Itaipu não precisa de apresentação para quem acompanha o setor elétrico brasileiro — mas os números de 2026 merecem uma leitura cuidadosa. A usina binacional, inaugurada em etapas a partir de 1984, continua entre as maiores produtoras de energia do planeta. O que muda neste ano não é tanto a escala do empreendimento, e sim o contexto em que ela opera: manutenções programadas mais longas, variação no fluxo do rio Paraná e uma matriz nacional cada vez mais diversificada, embora ainda dependente da água.
No primeiro trimestre de 2026, a geração acumulada ficou ligeiramente abaixo da média dos últimos cinco anos para o mesmo período. Isso não surpreende especialistas: janelas de manutenção em unidades geradoras coincidiram com vazões abaixo da média histórica na bacia do Paraná. O efeito combinado reduz a margem de manobra do operador, mas não coloca em risco o abastecimento — graças, em parte, ao crescimento de outras fontes e ao despacho coordenado pelo ONS.
Manutenção como rotina, não exceção
Com mais de quatro décadas de operação, Itaipu entrou em um ciclo de revisões mais intensivas. Turbinas, transformadores e sistemas de controle exigem paradas programadas que podem durar semanas. A Itaipu Binacional comunica essas janelas com antecedência, e o ONS as incorpora ao planejamento de despacho. Para o leitor que só vê o total de megawatts no fim do mês, a queda pontual pode parecer alarmante; na prática, faz parte da gestão de um ativo de longa vida útil.
O desafio é calibrar manutenção e geração máxima em anos de vazão reduzida. Quando o reservatório opera com folga limitada, cada parada de unidade geradora tem peso maior no balanço energético regional. O Sul e o Sudeste sentem isso com diferentes intensidades, dependendo da disponibilidade de linhas de transmissão e da contribuição de outras usinas no subsistema.
O peso na matriz brasileira
Itaipu sozinha responde por fração significativa da geração hidráulica nacional — e, por extensão, da geração total. Não é a única grande usina: Belo Monte, Tucuruí e as cascatas do rio Grande contribuem com volumes expressivos. Mas Itaipu tem características únicas: operação binacional, contrato de divisão de energia entre Brasil e Paraguai, e localização estratégica na fronteira oeste do Paraná.
A usina não é apenas um ativo de geração — é um instrumento de política energética e relações internacionais entre dois países que compartilham a mesma infraestrutura.

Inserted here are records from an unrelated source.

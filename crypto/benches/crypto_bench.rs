use criterion::{black_box, criterion_group, criterion_main, Criterion};
use serde::Serialize;
use votechain_crypto::{Ed25519Signer, SigningAdapter};

#[derive(Serialize)]
struct Payload {
    sender: String,
    recipient: String,
    value: u64,
}

fn ed25519_sign_bench(c: &mut Criterion) {
    let signer = Ed25519Signer::from_seed(&[7u8; 32]);
    let msg = [42u8; 128];

    c.bench_function("ed25519_sign_128B", |b| {
        b.iter(|| signer.sign(black_box(&msg)))
    });
}

fn ed25519_verify_bench(c: &mut Criterion) {
    let signer = Ed25519Signer::from_seed(&[7u8; 32]);
    let msg = [42u8; 128];
    let sig = signer.sign(&msg);
    let public = signer.public_key();

    c.bench_function("ed25519_verify_128B", |b| {
        b.iter(|| votechain_crypto::verify_signature(black_box(&msg), &sig, &public))
    });
}

fn sha256_1kb_bench(c: &mut Criterion) {
    let data = vec![0xCDu8; 1024];

    c.bench_function("sha256_1KB", |b| {
        b.iter(|| votechain_crypto::sha256(black_box(&data)))
    });
}

fn canonical_payload_bench(c: &mut Criterion) {
    let payload = Payload {
        sender: "ab".repeat(32),
        recipient: "cd".repeat(32),
        value: 99,
    };

    c.bench_function("canonical_json_signable", |b| {
        b.iter(|| votechain_crypto::canonical_json(black_box(&payload)))
    });
}

criterion_group!(
    benches,
    ed25519_sign_bench,
    ed25519_verify_bench,
    sha256_1kb_bench,
    canonical_payload_bench,
);
criterion_main!(benches);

Para o Brasil, a parcela destinada ao mercado interno alimenta principalmente o subsistema Sul, com escoamento para outras regiões conforme a demanda. Em momentos de escassez hídrica no Sudeste, Itaipu pode ajudar a aliviar pressão sobre reservatórios locais — desde que haja capacidade de transmissão disponível. Esse papel de "ponte" entre subsistemas é frequentemente subestimado em debates que focam apenas em quanto a usina gera, e não em quando e para onde essa energia vai.
Fluxo do Paraná e perspectivas
A vazão natural do rio Paraná varia com o regime de chuvas na bacia alta, que inclui áreas do Brasil, Paraguai e Argentina. Monitoramentos de junho indicam recuperação parcial em relação ao pior momento da estiagem de 2024–2025, mas ainda sem retorno pleno aos patamares históricos. Isso significa que Itaipu deve operar com eficiência, mas sem expectativa de recordes de geração anual neste exercício.
Analistas consultados para esta reportagem apontam dois cenários para o segundo semestre. No mais provável, a geração segue estável, com picos moderados durante a primavera, quando as chuvas tendem a reforçar o reservatório. No cenário adverso — retorno de estiagem severa — o operador nacional anteciparia medidas de conservação, e Itaipu seria despachada de forma a preservar níveis mínimos operacionais, não necessariamente maximizando produção imediata.
O que observar daqui em diante
Três indicadores valem acompanhamento mensal: geração acumulada publicada pela Itaipu Binacional, nível do reservatório em relação à cota operativa e comunicados sobre paradas de unidades geradoras. Somados, eles dão uma imagem mais fiel do que manchetes isoladas sobre "queda de produção".
Itaipu seguirá sendo referência por décadas. A questão para 2026 e além é como essa referência convive com fontes variáveis em expansão e com a necessidade de flexibilidade no sistema. A resposta passa menos por novas obras na usina e mais por integração operacional — algo que o Corrente Nacional continuará acompanhando nas próximas edições.